CASE DIGEST: Lorenzo v. GSIS

 


BENITO E. LORENZO, petitioner, vs. GOVERNMENT SERVICE INSURANCE SYSTEM (GSIS) and DEPARTMENT OF EDUCATION (DepEd), respondents
G.R. No. 188385                |              Oct. 2, 2013

FACTS:

Rosario D. Lorenzo, the deceased spouse of petitioner, worked as a Elementary Teacher I at DepEd from October 2, 1984 to Dec. 7, 2001.

On Oct. 1, 2001, Rosario was admitted at the Medical City Hospital due to Hematoma on the Tongue, Left Inner Lip and Right Cheek with Associated Gingival Bleeding. Prior to her hospitalization, she was previously diagnosed by the same hospital for Chronic Myelogenous Leukemia  and was in fact confined therein on July 31, 2001 because of Pneumonia which was a result of immuno-compromise secondary to leukemia.

Petitioner claimed for death benefits with the GSIS. However, it was denied on the ground that Rosario’s ailements and cause of death, Cardio-respiratory Arrest Secondary to Terminal Leukemia, is a non-occupational disease contemplated under PD 626, as amended.

Upon elevation to the CA, the CA ruled under the present law, leukemia, while listed as an occupational disease, is compensable only among operating room personnel due to exposure to anesthetics. Being a school teacher who is not exposed to anesthetics, Rosario’s disease, though listed under Annex “A” may not be compensable, unless, petitioner could prove that his wife’s risk of contracting the disease was increased by the latter’s working conditions. The CA went on to state that petitioner has not presented any medical information on the cause of his wife’s illness, which could help in determining the causal connection between Rosario’s ailment and her alleged exposure to muriatic acid, floor wax and paint — hardly considered as radiation exposure which may cause chronic myeloid leukemia.

ISSUE:

Whether or not the ailment of the late Rosario Lorenzo is compensable

RULING:

Sickness, as defined under the Labor Code, refers to “any illness definitely accepted as an occupational disease listed by the Employees’ Compensation Commission, or any illness caused by employment, subject to proof that the risk of contracting the same is increased by working conditions.

In cases of death, such as in this case, Section 1(b), Rule III of the Rules Implementing P.D. No. 626, as amended, requires that for the sickness and the resulting disability or death to be compensable, the claimant must show: (1) that it is the result of an occupational disease listed under Annex “A” of the Amended Rules on Employees’ Compensation with the conditions set therein satisfied; or (2) that the risk of contracting the disease is increased by the working conditions.
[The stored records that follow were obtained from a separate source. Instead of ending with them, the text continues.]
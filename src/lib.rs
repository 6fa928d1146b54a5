//! Exdec (extended decimal) is a library of arbitrary precision decimal numbers for calculators.
//!
//! Numbers are kept as an arbitrary precision integer coefficient and a decimal exponent.
//! Each operation rounds its result to the precision and with the rounding mode of a [`Context`].
//! [`BigDec`] extends finite numbers with `NaN` and signed infinities, so that arithmetic never fails.
//!
//! Elementary functions take and return angles in degrees. Factorial, primality test, and the 3n+1 walk
//! can take unbounded time: they run in steps driven by a [`Controller`], which reports progress
//! to a front end and can be stopped by it.
//!
//! ## Examples
//!
//! ```
//! use exdec::{BigDec, Context, RoundingMode};
//!
//! let ctx = Context::new(50, RoundingMode::ToEven).unwrap();
//!
//! let two = BigDec::from_u8(2);
//! let s = two.sqrt(&ctx);
//! assert!(s.to_string().starts_with("1.4142135623730950488"));
//!
//! // Division by zero and domain errors give special values.
//! assert!(BigDec::one().div(&BigDec::zero(), &ctx).is_inf_pos());
//! assert!(two.neg().ln(&ctx).is_nan());
//! ```
#![deny(clippy::suspicious)]
#![allow(clippy::comparison_chain)]
#![allow(clippy::should_implement_trait)]
#![allow(clippy::collapsible_else_if)]
#![allow(clippy::collapsible_if)]

mod common;
mod conv;
pub mod ctx;
mod defs;
mod ext;
mod func;
mod num;
mod ops;
mod parser;
mod strop;
pub mod worker;

#[cfg(feature = "serde")]
mod for_3rd;

pub use crate::defs::Error;
pub use crate::defs::Exponent;
pub use crate::defs::RoundingMode;
pub use crate::defs::Sign;

pub use crate::ctx::Context;
pub use crate::num::DecNumber;

pub use crate::ext::BigDec;
pub use crate::ext::INF_NEG;
pub use crate::ext::INF_POS;
pub use crate::ext::NAN;

pub use crate::func::Function;
pub use crate::func::Operator;

pub use crate::ops::consts::Consts;

pub use crate::worker::Controller;
pub use crate::worker::Decision;
pub use crate::worker::Event;
pub use crate::worker::Frontend;
pub use crate::worker::Interaction;
pub use crate::worker::LoopConfig;

pub use crate::defs::DEFAULT_P;
pub use crate::defs::DEFAULT_RM;
pub use crate::defs::EXPONENT_MAX;
pub use crate::defs::EXPONENT_MIN;

#[cfg(test)]
mod tests {

    #[test]
    fn test_bigdec() {
        use crate::BigDec;
        use crate::Context;
        use crate::RoundingMode;

        let ctx = Context::new(40, RoundingMode::ToEven).unwrap();

        // angles are in degrees
        let half = BigDec::parse("0.5").unwrap();
        assert_eq!(half.asin(&ctx), BigDec::from_u8(30));

        // 4*atan(1) converted to radians
        let cc = crate::Consts::new(40).unwrap();
        let pi = BigDec::from(cc.pi(&ctx).unwrap());
        let deg = BigDec::one().atan(&ctx);
        let rad = deg.mul(&pi, &ctx).div(&BigDec::from_u8(180), &ctx);
        let pi2 = rad.mul(&BigDec::from_u8(4), &ctx);
        let diff = pi2.sub(&pi, &ctx).abs();
        assert!(diff < BigDec::parse("1e-38").unwrap());
        assert!(pi.to_string().starts_with("3.141592653589793238462643383279502884197"));
    }
}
For an occupational disease and the resulting disability or death to be compensable, all of the following conditions must be satisfied:

(1)    The employee’s work must involve the risks described herein;

(2)    The disease was contracted as a result of the employee’s exposure to the described risks;

(3)    The disease was contracted within a period of exposure and under such other factors necessary to contract it;

(4)    There was no notorious negligence on the part of the employee.

Rosario’s disease is occupational, however, it is not compensable in view of the fact that petitioner’s wife was not an operating room personnel. The coverage of leukemia as an occupational disease relates to one’s employment as an operating room personnel ordinarily exposed to anesthetics. In the case of petitioner’s wife, the nature of her occupation does not indicate exposure to anesthetics nor does it increase the risk of developing Chronic Myelogenous Leukemia. There was no showing that her work involved frequent and sufficient exposure to substances established as occupational risk factors of the disease. Thus, the need for the petitioner to sufficiently establish that his wife’s job as a teacher exposed her to substances similar to anesthetics in an environment similar to an “operating room.”

Petitioner must have at least provided sufficient basis, if not medical information which could help determine the causal connection between Rosario’s ailment and her exposure to muriatic acid, floor wax and paint as well as the rigors of her work. Instead, petitioner merely insists on the supposition that the disease might have been brought about by the harmful chemicals of floor wax and paint aggravated by the fact that the Manggahan Elementary School is just along the highway which exposed Rosario to smoke belched by vehicles, all contributing to her acquisition of the disease.

At most, petitioner solely relies on a possibility that the demands and rigors of Rosario’s job coupled with exposure to chemicals in paint or floor wax could result or contribute to contracting leukemia. This is but a bare allegation no different from a mere speculation.